おまけ(「年金請求ハガキ」を出す前の注意点)

 【日本年金機構】から年金請求の案内が届いてから、「年金請求ハガキ」の提出期限までは、残り2週間ほどしかなく、けっこうタイトな日程になっています。

 私の場合、案内が届いてから年金事務所の予約を取ったので、年金事務所にお伺いしたのは提出期限の数日前でした。

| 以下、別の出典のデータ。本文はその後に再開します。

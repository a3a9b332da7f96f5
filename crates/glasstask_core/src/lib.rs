//! Core of the glass task widget: a hierarchical to-do store.
//!
//! Tasks live in one in-memory collection guarded by a lock; every mutation
//! is written to an SQLite snapshot before it becomes visible. A background
//! scheduler keeps a second snapshot as a backup for recovery on startup.

pub mod config;
pub mod db;
pub mod logging;
pub mod model;
pub mod repo;
pub mod service;
pub mod store;
pub mod tree;

pub use config::{default_data_dir, ConfigError, CoreConfig};
pub use logging::{default_log_level, init_logging, logging_status, LoggingError};
pub use model::task::{
    normalize_task_text, Settings, Task, TaskId, TaskNode, TaskStats, TaskValidationError,
    WindowState, MAX_TASK_TEXT_CHARS,
};
pub use repo::task_repo::{RepoError, RepoResult, TaskRepository, NEVER_BACKED_UP};
pub use service::app_service::{AppService, NoopWindowChrome, WindowChrome};
pub use service::backup_scheduler::{BackupScheduler, DEFAULT_BACKUP_INTERVAL};
pub use store::{DurableStore, SqliteStore, StoreError, StoreResult, StoreState};
pub use tree::builder::{build_forest, flatten_forest, sort_forest};
pub use tree::integrity::{check_integrity, IntegrityReport};

/// Returns the core crate version.
pub fn core_version() -> &'static str {
    env!("CARGO_PKG_VERSION")
}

 時間が無いので「年金請求ハガキ」を年金事務所で提出できないか、とお聞きしたら、ご自分でポストに投函してください、といわれました。その際に、62円切手を貼るのを忘れないでください、といわれ、ハッとしました。

 ダイレクトメールなどに入っている返信用ハガキは、だいたいが着払いになっているので、これは意外な盲点でした。もちろん年金請求の注意書きにはそんなことは書いてなくて、ハガキの左上に、62円切手を貼ってください、と小さく書いてありました。